## WHAT THE TASK REQUIRES
From the entries below, gather each line containing the word "None".

## SOURCE DATA
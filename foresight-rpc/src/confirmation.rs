//! Pending confirmations awaiting a user decision.
//!
//! Intercepted requests are admitted one at a time through an async gate.
//! The first admitted request opens the dialog; requests arriving while it
//! is open join the same pending list.

use std::collections::BTreeMap;
use std::sync::atomic::{AtomicU64, Ordering};
use std::sync::{Arc, Mutex};
use std::time::Duration;

use chrono::{DateTime, Utc};
use serde::Serialize;
use tokio::sync::oneshot;
use tracing::{debug, info, warn};

use crate::simulation::{SignedMessage, SimulationState, TransactionSubmission};

#[derive(Debug, Clone, derive_more::From)]
pub enum PendingPayload {
    Transaction(TransactionSubmission),
    Message(SignedMessage),
}

#[derive(Debug, Clone)]
pub enum PendingState {
    Crafting,
    Simulating,
    Simulated { state: Arc<SimulationState> },
    FailedToSimulate { message: String },
}

impl PendingState {
    pub fn label(&self) -> &'static str {
        match self {
            PendingState::Crafting => "crafting",
            PendingState::Simulating => "simulating",
            PendingState::Simulated { .. } => "simulated",
            PendingState::FailedToSimulate { .. } => "failedToSimulate",
        }
    }
}

#[derive(Debug, Clone, Copy, PartialEq, Eq, Serialize)]
#[serde(rename_all = "camelCase")]
pub enum ApprovalStatus {
    WaitingForUser,
    WaitingForSigner,
}

#[derive(Debug, Clone, Copy, PartialEq, Eq, Serialize)]
#[serde(rename_all = "camelCase")]
pub enum Resolution {
    Approved,
    Rejected,
    NoResponse,
}

#[derive(Debug, thiserror::Error, PartialEq, Eq)]
pub enum ConfirmationError {
    #[error("no pending confirmation with id {0}")]
    Unknown(u64),

    #[error("confirmation {0} was already decided")]
    AlreadyResolved(u64),
}

/// One user-facing confirmation.
#[derive(Debug, Clone)]
pub struct PendingConfirmation {
    pub unique_request_identifier: u64,
    pub method: String,
    pub website: String,
    pub created: DateTime<Utc>,
    pub payload: PendingPayload,
    pub state: PendingState,
    pub approval_status: ApprovalStatus,
}

struct Entry {
    confirmation: PendingConfirmation,
    responder: Option<oneshot::Sender<Resolution>>,
}

/// Handed to the request that created the confirmation.
pub struct Ticket {
    pub id: u64,
    /// This request opened the dialog rather than joining an open one.
    pub opened_dialog: bool,
    decision: oneshot::Receiver<Resolution>,
}

#[derive(Default)]
pub struct ConfirmationQueue {
    gate: tokio::sync::Mutex<()>,
    entries: Mutex<BTreeMap<u64, Entry>>,
    next_id: AtomicU64,
}

impl ConfirmationQueue {
    pub fn new() -> Self {
        Self::default()
    }

    /// Admit a new confirmation in the `Crafting` state.
    pub async fn admit(&self, method: &str, website: &str, payload: PendingPayload) -> Ticket {
        let _admission = self.gate.lock().await;
        let id = self.next_id.fetch_add(1, Ordering::SeqCst) + 1;
        let (responder, decision) = oneshot::channel();
        let confirmation = PendingConfirmation {
            unique_request_identifier: id,
            method: method.to_string(),
            website: website.to_string(),
            created: Utc::now(),
            payload,
            state: PendingState::Crafting,
            approval_status: ApprovalStatus::WaitingForUser,
        };

        let opened_dialog = match self.entries.lock() {
            Ok(mut entries) => {
                let opened = entries.is_empty();
                entries.insert(
                    id,
                    Entry {
                        confirmation,
                        responder: Some(responder),
                    },
                );
                opened
            }
            Err(_) => {
                warn!(id, "Confirmation lock poisoned; request will time out as unanswered");
                false
            }
        };
        if opened_dialog {
            info!(id, method, website, "Opening confirmation dialog");
        } else {
            info!(id, method, website, "Appending to open confirmation dialog");
        }
        Ticket {
            id,
            opened_dialog,
            decision,
        }
    }

    fn with_entry<R>(&self, id: u64, f: impl FnOnce(&mut Entry) -> R) -> Result<R, ConfirmationError> {
        let mut entries = self.entries.lock().map_err(|_| ConfirmationError::Unknown(id))?;
        entries.get_mut(&id).map(f).ok_or(ConfirmationError::Unknown(id))
    }

    pub fn set_state(&self, id: u64, state: PendingState) -> Result<(), ConfirmationError> {
        debug!(id, state = state.label(), "Confirmation state changed");
        self.with_entry(id, |entry| entry.confirmation.state = state)
    }

    /// Deliver the user's decision. Approved items stay listed as
    /// `WaitingForSigner` until [`Self::complete`].
    pub fn resolve(&self, id: u64, resolution: Resolution) -> Result<(), ConfirmationError> {
        let responder = self.with_entry(id, |entry| {
            if resolution == Resolution::Approved {
                entry.confirmation.approval_status = ApprovalStatus::WaitingForSigner;
            }
            entry.responder.take()
        })?;
        let Some(responder) = responder else {
            return Err(ConfirmationError::AlreadyResolved(id));
        };
        if resolution != Resolution::Approved {
            self.complete(id);
        }
        info!(id, ?resolution, "Confirmation resolved");
        // The waiting request may already have timed out.
        let _ = responder.send(resolution);
        Ok(())
    }

    /// Wait for the decision. No decision within `timeout`, or a dropped
    /// responder, counts as no response.
    pub async fn wait(&self, ticket: Ticket, timeout: Option<Duration>) -> Resolution {
        let id = ticket.id;
        let outcome = match timeout {
            Some(limit) => match tokio::time::timeout(limit, ticket.decision).await {
                Ok(received) => received.ok(),
                Err(_) => {
                    info!(id, "Confirmation timed out");
                    None
                }
            },
            None => ticket.decision.await.ok(),
        };
        match outcome {
            Some(resolution) => resolution,
            None => {
                self.complete(id);
                Resolution::NoResponse
            }
        }
    }

    /// Drop a confirmation from the list.
    pub fn complete(&self, id: u64) {
        if let Ok(mut entries) = self.entries.lock() {
            entries.remove(&id);
        }
    }

    /// The owning window closed: answer everything with no response.
    pub fn close_all(&self) -> usize {
        let drained: Vec<Entry> = match self.entries.lock() {
            Ok(mut entries) => std::mem::take(&mut *entries).into_values().collect(),
            Err(_) => Vec::new(),
        };
        let count = drained.len();
        for entry in drained {
            if let Some(responder) = entry.responder {
                let _ = responder.send(Resolution::NoResponse);
            }
        }
        if count > 0 {
            info!(count, "Closed confirmation dialog");
        }
        count
    }

    pub fn list(&self) -> Vec<PendingConfirmation> {
        self.entries
            .lock()
            .map(|entries| entries.values().map(|e| e.confirmation.clone()).collect())
            .unwrap_or_default()
    }

    pub fn get(&self, id: u64) -> Option<PendingConfirmation> {
        self.with_entry(id, |entry| entry.confirmation.clone()).ok()
    }

    pub fn len(&self) -> usize {
        self.entries.lock().map(|e| e.len()).unwrap_or(0)
    }

    pub fn is_empty(&self) -> bool {
        self.len() == 0
    }
}

#[cfg(test)]
mod tests {
    use std::collections::BTreeSet;

    use alloy_primitives::{Address, Bytes, B256};

    use super::*;
    use crate::simulation::SignableMessage;

    fn message() -> PendingPayload {
        SignedMessage {
            identifier: B256::repeat_byte(1),
            method: "personal_sign".into(),
            from: Address::repeat_byte(1),
            message: SignableMessage::PersonalSign {
                message: Bytes::from_static(b"hi"),
            },
            website: "https://app.example".into(),
            created: Utc::now(),
            quarantine_codes: BTreeSet::new(),
        }
        .into()
    }

    #[tokio::test]
    async fn test_first_opens_dialog_rest_append() {
        let queue = ConfirmationQueue::new();
        let first = queue.admit("personal_sign", "a", message()).await;
        let second = queue.admit("personal_sign", "b", message()).await;
        assert!(first.opened_dialog);
        assert!(!second.opened_dialog);
        assert_ne!(first.id, second.id);
        assert_eq!(queue.len(), 2);
    }

    #[tokio::test]
    async fn test_concurrent_admissions_open_one_dialog() {
        let queue = Arc::new(ConfirmationQueue::new());
        let mut handles = Vec::new();
        for _ in 0..8 {
            let queue = queue.clone();
            handles.push(tokio::spawn(async move {
                queue.admit("personal_sign", "x", message()).await.opened_dialog
            }));
        }
        let mut opened = 0;
        for handle in handles {
            opened += handle.await.unwrap() as usize;
        }
        assert_eq!(opened, 1);
        assert_eq!(queue.len(), 8);
    }

    #[tokio::test]
    async fn test_approve_then_complete() {
        let queue = ConfirmationQueue::new();
        let ticket = queue.admit("personal_sign", "a", message()).await;
        let id = ticket.id;
        queue.set_state(id, PendingState::Simulating).unwrap();
        queue.resolve(id, Resolution::Approved).unwrap();

        assert_eq!(queue.wait(ticket, None).await, Resolution::Approved);
        assert_eq!(queue.get(id).unwrap().approval_status, ApprovalStatus::WaitingForSigner);
        assert_eq!(queue.resolve(id, Resolution::Rejected), Err(ConfirmationError::AlreadyResolved(id)));

        queue.complete(id);
        assert!(queue.is_empty());
        assert_eq!(queue.resolve(id, Resolution::Approved), Err(ConfirmationError::Unknown(id)));
    }

    #[tokio::test]
    async fn test_reject_removes_entry() {
        let queue = ConfirmationQueue::new();
        let ticket = queue.admit("personal_sign", "a", message()).await;
        queue.resolve(ticket.id, Resolution::Rejected).unwrap();
        assert!(queue.is_empty());
        assert_eq!(queue.wait(ticket, None).await, Resolution::Rejected);
    }

    #[tokio::test]
    async fn test_timeout_is_no_response() {
        let queue = ConfirmationQueue::new();
        let ticket = queue.admit("personal_sign", "a", message()).await;
        let resolution = queue.wait(ticket, Some(Duration::from_millis(10))).await;
        assert_eq!(resolution, Resolution::NoResponse);
        assert!(queue.is_empty());
    }

    #[tokio::test]
    async fn test_close_all() {
        let queue = ConfirmationQueue::new();
        let a = queue.admit("personal_sign", "a", message()).await;
        let b = queue.admit("personal_sign", "b", message()).await;
        assert_eq!(queue.close_all(), 2);
        assert_eq!(queue.wait(a, None).await, Resolution::NoResponse);
        assert_eq!(queue.wait(b, None).await, Resolution::NoResponse);
        assert!(queue.admit("personal_sign", "c", message()).await.opened_dialog);
    }
}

## EXERCISE SOLUTION
                    None
            None => ticket.decision.await.ok(),
            None => {
        assert_eq!(queue.wait(ticket, None).await, Resolution::Approved);
        assert_eq!(queue.wait(ticket, None).await, Resolution::Rejected);
        assert_eq!(queue.wait(a, None).await, Resolution::NoResponse);
        assert_eq!(queue.wait(b, None).await, Resolution::NoResponse);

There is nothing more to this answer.